Saved entries:
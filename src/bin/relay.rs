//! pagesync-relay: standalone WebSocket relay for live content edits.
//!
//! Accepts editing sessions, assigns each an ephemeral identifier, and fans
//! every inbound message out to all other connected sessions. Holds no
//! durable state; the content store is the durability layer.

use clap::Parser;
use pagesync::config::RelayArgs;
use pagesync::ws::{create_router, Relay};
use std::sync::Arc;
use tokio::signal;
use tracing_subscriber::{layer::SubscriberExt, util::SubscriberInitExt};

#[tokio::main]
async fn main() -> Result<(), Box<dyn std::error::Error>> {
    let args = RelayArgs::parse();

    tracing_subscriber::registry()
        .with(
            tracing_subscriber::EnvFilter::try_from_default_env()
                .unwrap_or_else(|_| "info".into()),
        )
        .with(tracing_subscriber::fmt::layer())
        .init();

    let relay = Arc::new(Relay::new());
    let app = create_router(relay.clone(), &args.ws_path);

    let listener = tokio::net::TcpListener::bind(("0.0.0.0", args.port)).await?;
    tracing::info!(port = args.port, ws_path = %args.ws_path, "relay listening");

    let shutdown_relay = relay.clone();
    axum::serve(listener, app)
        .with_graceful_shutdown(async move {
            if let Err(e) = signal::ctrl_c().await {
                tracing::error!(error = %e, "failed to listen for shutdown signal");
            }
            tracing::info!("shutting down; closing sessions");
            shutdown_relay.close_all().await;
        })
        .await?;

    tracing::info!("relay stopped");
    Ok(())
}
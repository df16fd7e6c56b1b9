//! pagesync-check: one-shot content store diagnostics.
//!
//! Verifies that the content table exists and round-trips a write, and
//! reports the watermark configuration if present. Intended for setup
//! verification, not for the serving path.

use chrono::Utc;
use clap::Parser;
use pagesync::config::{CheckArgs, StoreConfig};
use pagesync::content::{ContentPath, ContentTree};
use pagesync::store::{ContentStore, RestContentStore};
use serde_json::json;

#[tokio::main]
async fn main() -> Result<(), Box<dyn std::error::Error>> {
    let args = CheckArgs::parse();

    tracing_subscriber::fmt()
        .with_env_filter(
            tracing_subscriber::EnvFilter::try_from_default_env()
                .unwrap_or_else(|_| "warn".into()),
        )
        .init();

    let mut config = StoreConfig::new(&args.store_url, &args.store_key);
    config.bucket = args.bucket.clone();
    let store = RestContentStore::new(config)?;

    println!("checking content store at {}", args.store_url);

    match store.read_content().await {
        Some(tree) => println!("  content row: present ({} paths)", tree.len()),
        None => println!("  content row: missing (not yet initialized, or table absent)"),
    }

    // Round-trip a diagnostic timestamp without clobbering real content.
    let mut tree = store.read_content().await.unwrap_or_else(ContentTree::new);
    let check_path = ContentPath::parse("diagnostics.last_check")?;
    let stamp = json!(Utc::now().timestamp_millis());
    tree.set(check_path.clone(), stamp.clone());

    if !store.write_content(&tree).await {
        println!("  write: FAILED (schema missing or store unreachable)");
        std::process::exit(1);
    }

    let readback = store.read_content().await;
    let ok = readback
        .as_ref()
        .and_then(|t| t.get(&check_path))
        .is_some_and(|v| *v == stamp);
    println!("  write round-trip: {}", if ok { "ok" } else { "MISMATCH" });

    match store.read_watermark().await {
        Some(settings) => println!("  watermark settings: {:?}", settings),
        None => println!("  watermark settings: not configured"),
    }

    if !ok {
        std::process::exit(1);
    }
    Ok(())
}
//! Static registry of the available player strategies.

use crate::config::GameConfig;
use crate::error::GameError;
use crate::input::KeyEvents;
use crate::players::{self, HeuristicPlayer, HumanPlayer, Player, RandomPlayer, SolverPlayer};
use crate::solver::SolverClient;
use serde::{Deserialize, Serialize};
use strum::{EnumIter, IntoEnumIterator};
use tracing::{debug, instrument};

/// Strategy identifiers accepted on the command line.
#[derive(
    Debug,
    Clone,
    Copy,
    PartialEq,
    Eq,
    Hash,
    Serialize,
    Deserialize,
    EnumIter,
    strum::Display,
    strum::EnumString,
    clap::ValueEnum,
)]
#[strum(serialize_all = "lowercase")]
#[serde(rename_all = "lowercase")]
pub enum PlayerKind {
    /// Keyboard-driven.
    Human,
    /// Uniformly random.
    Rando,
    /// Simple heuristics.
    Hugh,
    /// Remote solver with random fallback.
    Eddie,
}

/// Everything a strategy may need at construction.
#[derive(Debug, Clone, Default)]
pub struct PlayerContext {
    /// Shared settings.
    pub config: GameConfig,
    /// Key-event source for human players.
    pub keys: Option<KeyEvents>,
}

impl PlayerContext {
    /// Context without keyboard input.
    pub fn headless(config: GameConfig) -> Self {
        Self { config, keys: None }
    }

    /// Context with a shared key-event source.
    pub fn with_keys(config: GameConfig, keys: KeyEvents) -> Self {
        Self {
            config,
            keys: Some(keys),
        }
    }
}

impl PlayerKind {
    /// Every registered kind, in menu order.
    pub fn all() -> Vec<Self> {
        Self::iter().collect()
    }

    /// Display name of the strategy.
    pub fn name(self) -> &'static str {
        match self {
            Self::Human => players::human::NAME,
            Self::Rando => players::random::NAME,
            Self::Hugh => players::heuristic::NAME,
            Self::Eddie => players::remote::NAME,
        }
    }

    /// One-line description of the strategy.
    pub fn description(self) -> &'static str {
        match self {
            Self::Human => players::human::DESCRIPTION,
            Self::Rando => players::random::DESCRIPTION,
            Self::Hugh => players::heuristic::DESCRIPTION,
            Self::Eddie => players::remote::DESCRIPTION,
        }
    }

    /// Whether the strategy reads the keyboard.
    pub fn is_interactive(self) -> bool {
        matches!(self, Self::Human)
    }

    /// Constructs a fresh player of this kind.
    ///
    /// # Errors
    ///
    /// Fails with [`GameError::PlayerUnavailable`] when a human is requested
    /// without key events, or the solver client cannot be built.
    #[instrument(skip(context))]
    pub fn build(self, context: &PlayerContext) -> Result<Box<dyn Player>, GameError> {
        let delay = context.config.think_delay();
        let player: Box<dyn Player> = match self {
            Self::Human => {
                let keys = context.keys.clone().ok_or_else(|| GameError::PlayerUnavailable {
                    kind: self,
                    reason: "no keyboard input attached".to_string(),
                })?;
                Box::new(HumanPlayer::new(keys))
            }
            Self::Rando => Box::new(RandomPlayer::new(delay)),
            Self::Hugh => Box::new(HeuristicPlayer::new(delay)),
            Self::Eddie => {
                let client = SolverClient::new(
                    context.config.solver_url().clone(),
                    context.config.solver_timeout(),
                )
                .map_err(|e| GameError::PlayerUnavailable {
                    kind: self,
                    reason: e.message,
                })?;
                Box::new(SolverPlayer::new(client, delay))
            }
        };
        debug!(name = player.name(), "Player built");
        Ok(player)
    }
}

What the task asks: Reproduce every line in the records above that contains the word "EnumIter".

Response to the task:
use strum::{EnumIter, IntoEnumIterator};
    EnumIter,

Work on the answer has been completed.